3) Take advice and suggestions from other people, especially people who have more sober time than you do. They are further in the journey (theoretically) and can help to warn you against the pitfalls. But don’t just blindly take anyone’s advice (including mine!), instead, test the ideas for yourself. Always be testing ideas and evaluating if they help you or not.

The goal of rehab is pretty simple: Keep the alcoholic sober for 28 days and teach them a few tools regarding staying sober in the real world. Give them a support system. This is the idea behind going to rehab. If you can establish a foundation in sobriety from going to treatment then you can build on this foundation and create a new life in recovery. The key is that you must be willing to take action and follow through, and in order to do that you must first surrender and break through your denial.

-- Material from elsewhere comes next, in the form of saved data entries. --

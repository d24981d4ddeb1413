//! Static Chart Renderer
//! Draws the dashboard charts to PNG files with plotters.
//!
//! Layout of every image:
//! 1. Caption centered at the top
//! 2. Bar charts: categories on x, value labels above each bar
//! 3. Pie charts: slices start at 12 o'clock, category labels outside, percentages inside
//! 4. "No data" placeholder when there is nothing to draw

use crate::charts::ChartPlotter;
use crate::data::{Bucket, ProductRecord};
use plotters::coord::Shift;
use plotters::element::Pie;
use plotters::prelude::*;
use std::path::Path;
use thiserror::Error;

#[derive(Error, Debug)]
pub enum RenderError {
    #[error("Drawing error: {0}")]
    Draw(String),
}

fn draw_err(e: impl std::fmt::Display) -> RenderError {
    RenderError::Draw(e.to_string())
}

const BAR_COLOR: RGBColor = RGBColor(52, 152, 219);
const MUTED: RGBColor = RGBColor(150, 150, 150);

const PALETTE: [RGBColor; 10] = [
    RGBColor(231, 76, 60),
    RGBColor(46, 204, 113),
    RGBColor(155, 89, 182),
    RGBColor(243, 156, 18),
    RGBColor(26, 188, 156),
    RGBColor(233, 30, 99),
    RGBColor(0, 188, 212),
    RGBColor(255, 87, 34),
    RGBColor(121, 85, 72),
    RGBColor(96, 125, 139),
];

pub struct StaticChartRenderer;

impl StaticChartRenderer {
    /// Top discounted products as a bar chart.
    pub fn render_top_discounts(
        path: &Path,
        products: &[ProductRecord],
        width: u32,
        height: u32,
    ) -> Result<(), RenderError> {
        let labels: Vec<String> = products
            .iter()
            .map(|p| ChartPlotter::short_label(&p.name))
            .collect();
        let values: Vec<f64> = products.iter().map(|p| p.discount).collect();

        Self::render_bars(
            path,
            "Top 10 Products with Highest Discounts",
            &labels,
            &values,
            ("Product Name", "Discount (%)"),
            true,
            (width, height),
        )
    }

    /// Bucket counts as a bar chart.
    pub fn render_bucket_bars(
        path: &Path,
        title: &str,
        buckets: &[Bucket],
        axis_desc: (&str, &str),
        width: u32,
        height: u32,
    ) -> Result<(), RenderError> {
        let labels: Vec<String> = buckets.iter().map(|b| b.label.clone()).collect();
        let values: Vec<f64> = buckets.iter().map(|b| b.count as f64).collect();
        let has_data = values.iter().any(|&v| v > 0.0);

        let values: &[f64] = if has_data { &values } else { &[] };
        Self::render_bars(path, title, &labels, values, axis_desc, false, (width, height))
    }

    fn render_bars(
        path: &Path,
        title: &str,
        labels: &[String],
        values: &[f64],
        (x_desc, y_desc): (&str, &str),
        rotate_labels: bool,
        size: (u32, u32),
    ) -> Result<(), RenderError> {
        let root = BitMapBackend::new(path, size).into_drawing_area();
        root.fill(&WHITE).map_err(draw_err)?;

        if values.is_empty() {
            Self::draw_no_data(&root, title)?;
            return root.present().map_err(draw_err);
        }

        let n = values.len();
        let x_label_area = if rotate_labels { 130 } else { 50 };
        let mut chart = ChartBuilder::on(&root)
            .caption(title, ("sans-serif", 26))
            .margin(20)
            .x_label_area_size(x_label_area)
            .y_label_area_size(60)
            .build_cartesian_2d((0..n).into_segmented(), Self::y_range(values))
            .map_err(draw_err)?;

        let label_font = ("sans-serif", 13).into_font();
        let label_font = if rotate_labels {
            label_font.transform(FontTransform::Rotate90)
        } else {
            label_font
        };

        chart
            .configure_mesh()
            .disable_x_mesh()
            .x_labels(n)
            .x_label_style(label_font)
            .x_label_formatter(&|v: &SegmentValue<usize>| match v {
                SegmentValue::CenterOf(i) => labels.get(*i).cloned().unwrap_or_default(),
                _ => String::new(),
            })
            .x_desc(x_desc)
            .y_desc(y_desc)
            .draw()
            .map_err(draw_err)?;

        chart
            .draw_series(values.iter().enumerate().map(|(i, &v)| {
                let mut bar = Rectangle::new(
                    [(SegmentValue::Exact(i), 0.0), (SegmentValue::Exact(i + 1), v)],
                    BAR_COLOR.filled(),
                );
                bar.set_margin(0, 0, 10, 10);
                bar
            }))
            .map_err(draw_err)?;

        chart
            .draw_series(values.iter().enumerate().map(|(i, &v)| {
                Text::new(
                    Self::format_value(v),
                    (SegmentValue::CenterOf(i), v),
                    ("sans-serif", 14).into_font(),
                )
            }))
            .map_err(draw_err)?;

        root.present().map_err(draw_err)
    }

    /// Bucket counts as a pie chart. Empty buckets get no slice.
    pub fn render_pie(
        path: &Path,
        title: &str,
        buckets: &[Bucket],
        width: u32,
        height: u32,
    ) -> Result<(), RenderError> {
        let root = BitMapBackend::new(path, (width, height)).into_drawing_area();
        root.fill(&WHITE).map_err(draw_err)?;

        let (sizes, colors, labels) = Self::pie_slices(buckets);
        if sizes.is_empty() {
            Self::draw_no_data(&root, title)?;
            return root.present().map_err(draw_err);
        }

        let area = root.titled(title, ("sans-serif", 26)).map_err(draw_err)?;
        let (w, h) = area.dim_in_pixel();
        let center = (w as i32 / 2, h as i32 / 2);
        let radius = w.min(h) as f64 * 0.32;

        let mut pie = Pie::new(&center, &radius, &sizes, &colors, &labels);
        pie.start_angle(-90.0);
        pie.label_style(("sans-serif", 16).into_font().color(&BLACK));
        pie.percentages(("sans-serif", 14).into_font().color(&WHITE));
        area.draw(&pie).map_err(draw_err)?;

        root.present().map_err(draw_err)
    }

    /// Sizes, colors and labels of the non-empty buckets.
    /// Colors follow the bucket position so they match the on-screen legend.
    fn pie_slices(buckets: &[Bucket]) -> (Vec<f64>, Vec<RGBColor>, Vec<String>) {
        let mut sizes = Vec::new();
        let mut colors = Vec::new();
        let mut labels = Vec::new();
        for (i, bucket) in buckets.iter().enumerate() {
            if bucket.count == 0 {
                continue;
            }
            sizes.push(bucket.count as f64);
            colors.push(PALETTE[i % PALETTE.len()]);
            labels.push(bucket.label.clone());
        }
        (sizes, colors, labels)
    }

    fn draw_no_data(area: &DrawingArea<BitMapBackend<'_>, Shift>, title: &str) -> Result<(), RenderError> {
        let area = area.titled(title, ("sans-serif", 26)).map_err(draw_err)?;
        let (w, h) = area.dim_in_pixel();
        area.draw(&Text::new(
            "No data",
            (w as i32 / 2 - 40, h as i32 / 2),
            ("sans-serif", 24).into_font().color(&MUTED),
        ))
        .map_err(draw_err)
    }

    /// Top of the y axis: headroom above the tallest bar for its label.
    /// Value axis always spans 0, with headroom past the extremes so negative bars stay inside.
    fn y_range(values: &[f64]) -> std::ops::Range<f64> {
        let max = values.iter().copied().fold(0.0, f64::max);
        let min = values.iter().copied().fold(0.0, f64::min);
        let lower = min * 1.15;
        let upper = if max <= 0.0 && min >= 0.0 { 1.0 } else { max * 1.15 };
        lower..upper
    }

    fn format_value(v: f64) -> String {
        if v.fract() == 0.0 {
            format!("{}", v as i64)
        } else {
            format!("{:.1}", v)
        }
    }
}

Therefore the whole recovery process, including treatment, should look like this:

1) Experience pain and misery from alcoholism.
2) Break through denial and surrender. Admit fully that you need serious help and that you do not have the answers.
3) Ask for help. Either call up a rehab or let a family member hook you up with rehab.
4) Take action. Go to treatment. Become humble and learn everything you can.
5) Follow through. Leave rehab and take massive action. Dive into recovery head first. Try harder than you ever have before in your life, at anything.
6) Embrace a life of personal growth. Overcome complacency by staying open to positive changes.

This is the recovery process as I understand it for myself. Going to rehab, for me, was a critical part of at least 3 of those 6 steps.